Upon her much-awaited arrival, she wildly buzzed the bell to his apartment and, while crying hysterically, proceeded to throw rocks at his window. (God bless the girl for multitasking in the midst of heartache and mental breakdown.) This was all terribly romantic, so I found it appropriate to whisper Shakespearean prose into Scott’s tiny ears: the typical “Romeo, Romeo” nonsense, for those who are wondering. “She’s fucking crazy!” was all he kept saying, to which I replied, “Be a fucking human being.” He hated my sarcasm. He refuted my insistence that he have a heart and defensively made his argument. And he was right, little Marcia Brady did this to herself. She trekked through the treacherous tundra (the light flurry) all the way to his place in an attempt to undo their recent romantic liberation. She cried her borrowed sorrows away in front of his apartment building, and for God’s sake she searched New York City’s cement sidewalks for free standing rocks to throw at his halfway open window. She screamed his name into the depth of the early morning, and after being “fuck you” buttoned a few times, probably delved her pretty mind into some self-thinky gibberish, all because she’s terribly in love.

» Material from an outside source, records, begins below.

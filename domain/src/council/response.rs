//! Aggregate council response

use super::consensus::ConsensusScore;
use super::mode::ResponseMode;
use super::result::GenerationResult;
use serde::{Deserialize, Serialize};
use std::collections::BTreeMap;

/// The unit of work product: what gets cached and returned to callers
#[derive(Debug, Clone, PartialEq, Serialize, Deserialize)]
pub struct CouncilResponse {
    /// Rendered synthesis or debate document (absent in Detailed mode)
    #[serde(default)]
    pub synthesis: Option<String>,
    /// One entry per dispatched provider, keyed by provider id
    #[serde(default)]
    pub responses: BTreeMap<String, GenerationResult>,
    /// Present only when at least two providers produced usable text
    #[serde(default)]
    pub consensus_score: Option<ConsensusScore>,
    #[serde(default)]
    pub total_cost: f64,
    #[serde(default)]
    pub total_latency_ms: f64,
    /// Served from the result cache
    #[serde(default)]
    pub cached: bool,
    #[serde(default)]
    pub mode: ResponseMode,
    /// Short per-call identifier
    #[serde(default)]
    pub request_id: String,
}

impl CouncilResponse {
    /// Successful but empty-handed response explaining why nothing was dispatched.
    pub fn degenerate(
        mode: ResponseMode,
        request_id: impl Into<String>,
        message: impl Into<String>,
    ) -> Self {
        Self {
            synthesis: Some(message.into()),
            responses: BTreeMap::new(),
            consensus_score: None,
            total_cost: 0.0,
            total_latency_ms: 0.0,
            cached: false,
            mode,
            request_id: request_id.into(),
        }
    }

    /// Iterator over providers that produced usable text.
    pub fn successful_responses(&self) -> impl Iterator<Item = &GenerationResult> {
        self.responses.values().filter(|r| r.is_usable())
    }

    /// Iterator over providers that reported an error.
    pub fn failed_responses(&self) -> impl Iterator<Item = &GenerationResult> {
        self.responses.values().filter(|r| r.is_error())
    }

    /// Copy of this response with per-call metadata cleared, for comparing
    /// a cached answer with the one it was computed from.
    pub fn without_call_metadata(&self) -> Self {
        let mut copy = Self {
            cached: false,
            request_id: String::new(),
            ..self.clone()
        };
        for result in copy.responses.values_mut() {
            result.cached = false;
        }
        copy
    }

    /// Flags the response and every per-provider result as served from cache.
    pub fn mark_cached(&mut self) {
        self.cached = true;
        for result in self.responses.values_mut() {
            result.cached = true;
        }
    }
}
//! CLI command definitions

use clap::{Args, Parser, Subcommand, ValueEnum};
use council_application::CouncilSettings;
use council_domain::{CouncilRequest, ProviderId, Question, ResponseMode};
use std::path::PathBuf;

/// Output format for council answers
#[derive(Debug, Clone, Copy, PartialEq, Eq, ValueEnum)]
pub enum OutputFormat {
    /// Only the synthesis (or debate transcript)
    Text,
    /// Every provider's answer, errors and metadata
    Full,
    /// The raw response as JSON
    Json,
}

/// CLI arguments for ai-council
#[derive(Parser, Debug)]
#[command(name = "ai-council")]
#[command(author, version, about = "AI Council - ask several LLM providers at once")]
#[command(long_about = r#"
AI Council sends one question to several text-generation providers in
parallel and folds their answers into a synthesis, a debate transcript,
or the raw per-provider responses.

Configuration files are loaded from (in priority order):
1. --config <path>     Explicit config file
2. ./council.toml      Project-level config
3. ~/.config/ai-council/config.toml   Global config
COUNCIL_* environment variables override all of them.

Example:
  ai-council ask "What causes rain?"
  ai-council ask -p claude -p mistral --mode debate "Tabs or spaces?"
  ai-council serve --port 8080
  ai-council mcp
"#)]
pub struct Cli {
    #[command(subcommand)]
    pub command: Command,

    /// Verbosity level (-v = info, -vv = debug, -vvv = trace)
    #[arg(short, long, action = clap::ArgAction::Count, global = true)]
    pub verbose: u8,

    /// Suppress progress indicators
    #[arg(short, long, global = true)]
    pub quiet: bool,

    /// Path to configuration file
    #[arg(long, value_name = "PATH", global = true)]
    pub config: Option<PathBuf>,

    /// Disable loading of configuration files
    #[arg(long, global = true)]
    pub no_config: bool,
}

#[derive(Subcommand, Debug)]
pub enum Command {
    /// Ask the council a question
    Ask(AskArgs),
    /// List providers and whether they are configured
    Models,
    /// Run the HTTP API
    Serve(ServeArgs),
    /// Serve the council as MCP tools over stdio
    Mcp,
    /// Show configuration file locations and the effective settings
    Config,
}

#[derive(Args, Debug)]
pub struct AskArgs {
    /// The question to ask
    pub question: String,

    /// Providers to consult (can be specified multiple times)
    #[arg(short, long = "provider", value_name = "PROVIDER")]
    pub providers: Vec<ProviderId>,

    /// Response mode: synthesis, detailed or debate
    #[arg(short, long, default_value = "synthesis")]
    pub mode: ResponseMode,

    /// Sampling temperature (0.0 - 2.0)
    #[arg(short, long)]
    pub temperature: Option<f64>,

    /// Output token cap per provider
    #[arg(long, value_name = "N")]
    pub max_tokens: Option<u32>,

    /// Send the question verbatim, without provider prompt templates
    #[arg(long)]
    pub no_optimize: bool,

    /// Output format
    #[arg(short, long, value_enum, default_value = "text")]
    pub output: OutputFormat,
}

impl AskArgs {
    /// Build a request, filling unset values from `settings`.
    ///
    /// The result is not validated.
    pub fn to_request(&self, settings: &CouncilSettings) -> CouncilRequest {
        let providers = if self.providers.is_empty() {
            settings.default_providers.clone()
        } else {
            self.providers.clone()
        };

        let mut request = CouncilRequest::new(Question::new(self.question.clone()))
            .with_mode(self.mode)
            .with_providers(providers)
            .with_temperature(self.temperature.unwrap_or(settings.default_temperature));

        if let Some(max_tokens) = self.max_tokens {
            request = request.with_max_tokens(max_tokens);
        }
        if self.no_optimize {
            request = request.without_optimization();
        }
        request
    }
}

#[derive(Args, Debug)]
pub struct ServeArgs {
    /// Bind address (defaults to server.host)
    #[arg(long)]
    pub host: Option<String>,

    /// Port (defaults to server.port)
    #[arg(long)]
    pub port: Option<u16>,
}

#[cfg(test)]
mod tests {
    use super::*;

    fn parse(args: &[&str]) -> Cli {
        Cli::try_parse_from(args).unwrap()
    }

    fn ask_args(cli: Cli) -> AskArgs {
        match cli.command {
            Command::Ask(args) => args,
            other => panic!("expected ask, got {:?}", other),
        }
    }

    #[test]
    fn test_ask_defaults_come_from_settings() {
        let args = ask_args(parse(&["ai-council", "ask", "What causes rain?"]));
        let settings = CouncilSettings::default()
            .with_default_providers(vec![ProviderId::Mistral])
            .with_default_temperature(0.3);

        let request = args.to_request(&settings);
        assert_eq!(request.question.content(), "What causes rain?");
        assert_eq!(request.providers, vec![ProviderId::Mistral]);
        assert_eq!(request.temperature, 0.3);
        assert_eq!(request.mode, ResponseMode::Synthesis);
        assert!(request.optimize_prompts);
        assert!(request.max_tokens.is_none());
        assert_eq!(args.output, OutputFormat::Text);
    }

    #[test]
    fn test_ask_flags() {
        let args = ask_args(parse(&[
            "ai-council",
            "ask",
            "-p",
            "claude",
            "--provider",
            "gpt4",
            "--mode",
            "debate",
            "--temperature",
            "1.2",
            "--max-tokens",
            "500",
            "--no-optimize",
            "--output",
            "json",
            "Tabs or spaces?",
        ]));

        let request = args.to_request(&CouncilSettings::default());
        assert_eq!(request.providers, vec![ProviderId::Claude, ProviderId::Gpt4]);
        assert_eq!(request.mode, ResponseMode::Debate);
        assert_eq!(request.temperature, 1.2);
        assert_eq!(request.max_tokens, Some(500));
        assert!(!request.optimize_prompts);
        assert_eq!(args.output, OutputFormat::Json);
    }

    #[test]
    fn test_unknown_mode_is_rejected() {
        assert!(Cli::try_parse_from(["ai-council", "ask", "--mode", "poem", "q"]).is_err());
    }

    #[test]
    fn test_global_flags_after_subcommand() {
        let cli = parse(&["ai-council", "serve", "--port", "9000", "-vv", "--no-config"]);
        assert_eq!(cli.verbose, 2);
        assert!(cli.no_config);
        match cli.command {
            Command::Serve(args) => {
                assert_eq!(args.port, Some(9000));
                assert!(args.host.is_none());
            }
            other => panic!("expected serve, got {:?}", other),
        }
    }

    #[test]
    fn test_mcp_subcommand() {
        let cli = parse(&["ai-council", "mcp", "-v"]);
        assert!(matches!(cli.command, Command::Mcp));
        assert_eq!(cli.verbose, 1);
    }
}
//! MCP server for the council
//!
//! Serves three tools over stdio so MCP clients (desktop assistants,
//! editors) can consult the council in-process, without the HTTP API:
//!
//! - `ask_council`: fan a question out and return the rendered answer
//! - `get_council_stats`: usage and cache statistics
//! - `list_council_models`: registered providers and their readiness

mod format;

pub use format::{DETAIL_EXCERPT_CHARS, render_answer, render_models, render_stats};

use council_application::{AskCouncilUseCase, CouncilSettings};
use council_domain::{CouncilRequest, DomainError, ProviderId, Question, ResponseMode};
use rmcp::model::ErrorData;
use rmcp::{
    ServerHandler, ServiceExt,
    handler::server::router::tool::ToolRouter,
    model::{CallToolResult, Content, ServerCapabilities, ServerInfo},
    tool, tool_handler, tool_router,
    transport::io::stdio,
};
use serde_json::{Map, Value};
use std::sync::Arc;
use thiserror::Error;
use tracing::info;

#[derive(Error, Debug)]
pub enum McpServeError {
    #[error("Failed to start MCP server: {0}")]
    Start(String),

    #[error("MCP server task failed: {0}")]
    Task(String),
}

#[derive(Clone)]
pub struct CouncilMcpServer {
    use_case: Arc<AskCouncilUseCase>,
    tool_router: ToolRouter<Self>,
}

#[tool_router]
impl CouncilMcpServer {
    pub fn new(use_case: Arc<AskCouncilUseCase>) -> Self {
        Self {
            use_case,
            tool_router: Self::tool_router(),
        }
    }

    #[tool(
        description = "Ask the AI council a question. Several providers answer at once and the answers are combined. Parameters: question (required), mode (synthesis, detailed or debate; default synthesis), models (comma-separated provider names, e.g. \"claude,gpt4,gemini\")."
    )]
    async fn ask_council(
        &self,
        params: Map<String, Value>,
    ) -> Result<CallToolResult, ErrorData> {
        let request = request_from_arguments(&params, self.use_case.settings())
            .map_err(|e| ErrorData::invalid_request(e.to_string(), None))?;

        info!(
            mode = %request.mode,
            providers = request.providers.len(),
            "ask_council called"
        );
        let response = self.use_case.ask(&request).await;
        info!(request_id = %response.request_id, cached = response.cached, "Council answer ready");

        Ok(CallToolResult::success(vec![Content::text(render_answer(
            &response,
        ))]))
    }

    #[tool(description = "Usage statistics of the council: requests, cost, average latency, cache hit rate and per-provider counts.")]
    async fn get_council_stats(
        &self,
        _params: Map<String, Value>,
    ) -> Result<CallToolResult, ErrorData> {
        info!("get_council_stats called");
        let stats = self.use_case.stats().await;
        Ok(CallToolResult::success(vec![Content::text(render_stats(
            &stats,
        ))]))
    }

    #[tool(description = "List the council's providers, whether each runs locally or in the cloud, and whether it is configured.")]
    async fn list_council_models(
        &self,
        _params: Map<String, Value>,
    ) -> Result<CallToolResult, ErrorData> {
        info!("list_council_models called");
        let readiness = self.use_case.provider_readiness();
        Ok(CallToolResult::success(vec![Content::text(render_models(
            &readiness,
        ))]))
    }
}

#[tool_handler]
impl ServerHandler for CouncilMcpServer {
    fn get_info(&self) -> ServerInfo {
        ServerInfo {
            instructions: Some(
                "Ask several AI providers (Claude, GPT-4, Gemini, Mistral, DeepSeek, Cohere, Ollama) \
                 the same question at once and get one consolidated answer with a consensus score. \
                 Use list_council_models to see which providers are configured."
                    .into(),
            ),
            capabilities: ServerCapabilities::builder().enable_tools().build(),
            ..Default::default()
        }
    }
}

/// Build a council request from `ask_council` arguments.
///
/// `models` may be a comma-separated string or an array of names; when
/// absent the configured default providers are used. Optional
/// `temperature` and `max_tokens` are honoured too.
pub fn request_from_arguments(
    arguments: &Map<String, Value>,
    settings: &CouncilSettings,
) -> Result<CouncilRequest, DomainError> {
    let question = arguments
        .get("question")
        .and_then(Value::as_str)
        .unwrap_or_default();

    let mode: ResponseMode = match arguments.get("mode").and_then(Value::as_str) {
        Some(mode) => mode.parse()?,
        None => ResponseMode::default(),
    };

    let providers = match arguments.get("models") {
        Some(Value::String(list)) => parse_model_list(list),
        Some(Value::Array(items)) => items
            .iter()
            .filter_map(Value::as_str)
            .map(ProviderId::from)
            .collect(),
        _ => settings.default_providers.clone(),
    };

    let temperature = arguments
        .get("temperature")
        .and_then(Value::as_f64)
        .unwrap_or(settings.default_temperature);

    let mut request = CouncilRequest::new(Question::new(question))
        .with_mode(mode)
        .with_providers(providers)
        .with_temperature(temperature);

    if let Some(max_tokens) = arguments.get("max_tokens").and_then(Value::as_u64) {
        request = request.with_max_tokens(u32::try_from(max_tokens).unwrap_or(u32::MAX));
    }

    request.validate()?;
    Ok(request)
}

/// "claude, gpt4,,gemini" -> [claude, gpt4, gemini]
fn parse_model_list(list: &str) -> Vec<ProviderId> {
    list.split(',')
        .map(str::trim)
        .filter(|name| !name.is_empty())
        .map(ProviderId::from)
        .collect()
}

/// Serve the council over stdio until the client disconnects, then flush
/// pending cache writes.
pub async fn serve_stdio(use_case: Arc<AskCouncilUseCase>) -> Result<(), McpServeError> {
    let service = CouncilMcpServer::new(use_case.clone())
        .serve(stdio())
        .await
        .map_err(|e| McpServeError::Start(e.to_string()))?;

    info!("AI Council MCP server running over stdio");
    service
        .waiting()
        .await
        .map_err(|e| McpServeError::Task(e.to_string()))?;

    use_case.cache().flush().await;
    Ok(())
}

But in retrospect, are incidents like this ever really worth it? Ten years from now, when she’s his age mind you, will she look back on the early morning of Aug 7th, 2016, and feel that her hysterics were justified in their heartbreaking entirety? Probably not. Silly stunts like that are what consistently drive us to call each and every ex-girlfriend “crazy,” whether you’re a guy or ‘the new girl.’ Hell, if I were in her position I would’ve made the commitment to being ‘crazy.’ There were just too many options: ringing another bell, throwing something bigger at his window, or climbing the fire escape (he only lives on the second floor). But in reference to my circumstance, keep in mind that I was on the other side of the window, the side that faces the inside of his apartment as opposed to the side exposed to the cold air that wafts along 33rd street. Quite honestly, pardoning my jaded interpretation of her hysterics, I wonder if anything she did can really be considered wrong.
A part of me tells myself I should have asked him, “What the hell is she doing here?” If I were that petty and insensitive, then yes, questions like, “Do you still have feelings for her?” would have been legitimate. But I was the new girl, the younger girl, the “hot-crazy, not crazy-crazy” girl, and the girl that was very far from feeling the way she felt about him, so quite honestly, what the hell was I doing there? I wasn’t the one crying my heart out, verbalizing my passions, and disregarding all sensible inhibitions (assuming that they existed in the first place). I don’t know how long he expected me to sit there and half-heartedly mock his disarray while she exasperatingly and whole-heartedly made clear that she was intensely in love. I was armed with the self-interest and coquettish glances; her presence was jam-packed with selflessness and hungry screams. I evaluated the situation with all humility I could possibly muster and realized that, clearly, she wins.
He “didn’t want me to leave,” but I insisted. After he disconnected the buzzer and shamelessly screamed at her over the phone (surprisingly not directly out the window), it was the only appropriate thing to do. So I packed up my laptop, threw on my waistcoat, slipped on my Ash Bowie’s and left Murray Hill. But not before letting her into the apartment building as I let myself out. It was 7 a.m., and that meant it was time to bask in complacency, laugh a little at the situation I just walked away from, and sip the chilled macchiato teasing what’s been described as my colder-than-ice-cold heart.